Und ausgerechnet er, Gilbert Silvester, gabelt an einem japanischen Hochgeschwindigkeitsbahnhof einen zögerlichen Selbstmörder auf. Einen jungen Studenten, der in seiner Tasche ein Handbuch mit sich trägt, den „Complete Manual of Suicide“ (Den gibt es wirklich!). Den Sprung vor den fahrenden Zug verhindert, nimmt Gilbert den jungen Mann mit auf sein Hotelzimmer. Yosa ist Student, getrieben von seiner Angst des Scheiterns. Beide machen sich auf den Weg, Gilbert auf eine Pilgerreise auf den Spuren des klassischen Dichters Bashõ, Yosa mit seiner ganz anderen Reiselektüre von einem zum nächsten Selbsttötungshotspot. Eine Reise nach Erkenntnis, Erlösung und Erleuchtung. Wie einst japanische Wandermönche. Eine Reise nach ganz ungewöhnlichen Massstäben, an Orte der absoluten Gegensätze, nicht zuletzt europäischer und japanischer Lebensauffassung und Wahrnehmung. An Orte wie jenen Wald am Fusse des Fuji, den Aokigahara-Wald, den Wald der Erhängten. (Auch den gibt es!) Ein Wald, der mit Verbotstafeln warnt, voll mit Zurückgelassenem, Schuhen, Kleidern und Taschen, Hängengelassenem, abgeschnittenen Stricken und Überresten. Gilbert begleitet Yosa, hofft, dass der Schrecken, das Grauen sie beide vertreibt. Ausgerechnet hier geraten sie in eine Sackgasse, sie, die nichts anderes wollen, als das Ende ihrer Sackgassen. Sie verlieren sich im Wald, verirren sich auf dem Rückweg, müssen im Freien, ohne Licht im Wald der Erhängten übernachten. Zwei Verlorene, Verirrte, Vergessene. So wie die Kieferninseln an der Küste von Matsushima ein Ende einer Reise werden, ist das Buch voller Doppelbödigkeiten.

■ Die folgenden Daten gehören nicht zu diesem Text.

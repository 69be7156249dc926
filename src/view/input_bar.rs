//! Input row and help bar widgets.

use super::constants::HELP_BAR_TEXT;
use super::renderable::Renderable;
use super::styles::ScreenStyles;
use crate::state::{InputField, TextInput};
use ratatui::{
    buffer::Buffer,
    layout::{Position, Rect},
};
use unicode_width::{UnicodeWidthChar, UnicodeWidthStr};

/// Columns one input box needs besides its text: label, space, cursor cell.
pub fn chrome_width(field: InputField) -> usize {
    field.label().width() + 2
}

/// One labelled text field, e.g. `Conn # 12`.
pub struct InputBox<'a> {
    field: InputField,
    input: &'a TextInput,
    focused: bool,
    styles: &'a ScreenStyles,
}

impl<'a> InputBox<'a> {
    /// Box for `field` showing `input`.
    pub fn new(
        field: InputField,
        input: &'a TextInput,
        focused: bool,
        styles: &'a ScreenStyles,
    ) -> Self {
        Self {
            field,
            input,
            focused,
            styles,
        }
    }

    /// Text start column within `area`.
    fn text_x(&self, area: Rect) -> u16 {
        let offset = u16::try_from(self.field.label().width() + 1).unwrap_or(u16::MAX);
        area.x.saturating_add(offset)
    }

    /// The tail of the text that fits in `room` columns.
    fn visible_text(&self, room: usize) -> &str {
        let text = self.input.text();
        let mut width = 0;
        let mut start = text.len();
        for (index, ch) in text.char_indices().rev() {
            width += ch.width().unwrap_or(0);
            if width > room {
                break;
            }
            start = index;
        }
        &text[start..]
    }

    /// Terminal cursor position just after the typed text.
    pub fn cursor_position(&self, area: Rect) -> Position {
        let room = usize::from(area.right().saturating_sub(self.text_x(area))).saturating_sub(1);
        let typed = u16::try_from(self.visible_text(room).width()).unwrap_or(u16::MAX);
        let x = self
            .text_x(area)
            .saturating_add(typed)
            .min(area.right().saturating_sub(1));
        Position::new(x, area.y)
    }
}

impl Renderable for InputBox<'_> {
    fn render(&self, area: Rect, buf: &mut Buffer) {
        let label_style = if self.focused {
            self.styles.focused_label
        } else {
            self.styles.label
        };
        let width = usize::from(area.width);
        buf.set_stringn(area.x, area.y, self.field.label(), width, label_style);

        let text_x = self.text_x(area);
        if text_x >= area.right() {
            return;
        }
        let room = usize::from(area.right() - text_x);
        let field_area = Rect::new(text_x, area.y, area.right() - text_x, 1);
        buf.set_style(field_area, self.styles.input);
        buf.set_stringn(
            text_x,
            area.y,
            self.visible_text(room.saturating_sub(1)),
            room,
            self.styles.input,
        );
    }
}

/// Bottom row with the most common keys.
pub struct HelpBar<'a> {
    styles: &'a ScreenStyles,
}

impl<'a> HelpBar<'a> {
    /// Help bar using `styles`.
    pub fn new(styles: &'a ScreenStyles) -> Self {
        Self { styles }
    }
}

impl Renderable for HelpBar<'_> {
    fn render(&self, area: Rect, buf: &mut Buffer) {
        buf.set_stringn(
            area.x,
            area.y,
            HELP_BAR_TEXT,
            usize::from(area.width),
            self.styles.help_bar,
        );
    }
}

Gilbert Silvester ist vollkommen isoliert. Auch wenn er auf seiner Reise durch Japan seiner Frau eine Reihe Briefe schreibt. Keine Silbe steht da, mit der er auf die Gründe und Ursachen seiner Reise eingeht, kein Wort, das seine Frau anspricht, kein Satz, der über die eigenen Kopfverschlingungen hinausgeht. Briefe eines Immunen. Einer Gattung, von der es in der Gegenwart immer mehr zu geben scheint. Menschen, die nicht wirklich zu leben scheinen, selbst dann nicht, wenn sie mit dem Elementarsten konfrontiert sind.

So skurril die Handlung, so knirschend das Geräusch der kulturtektonischen Kontinentalplatten, die sich reiben und reissen, so poetisch das Buch. Dann, wenn Marion Poschmann ihren Silvester dichten lässt. Dann, wenn sie ihn die japanische Hochkultur suchen lässt. Dann, wenn die begnadete Schriftstellerin beschreibt, Bilder erzeugt, die genau wiedergeben, was Irrsinn zu erzeugen vermag. Grosse Literatur!

Marion Poschmann, 1969 in Essen geboren, studierte Germanistik und Slawistik und lebt heute in Berlin. Für ihre Prosa und Lyrik wurde sie vielfach ausgezeichnet. Zuletzt erhielt sie den Peter-Huchel- Preis und den Ernst-Meister-Preis für Lyrik; ihr Roman Die Sonnenposition stand auf der Shortlist des Deutschen Buchpreises und gewann den Wilhelm-Raabe-Literaturpreis 2013.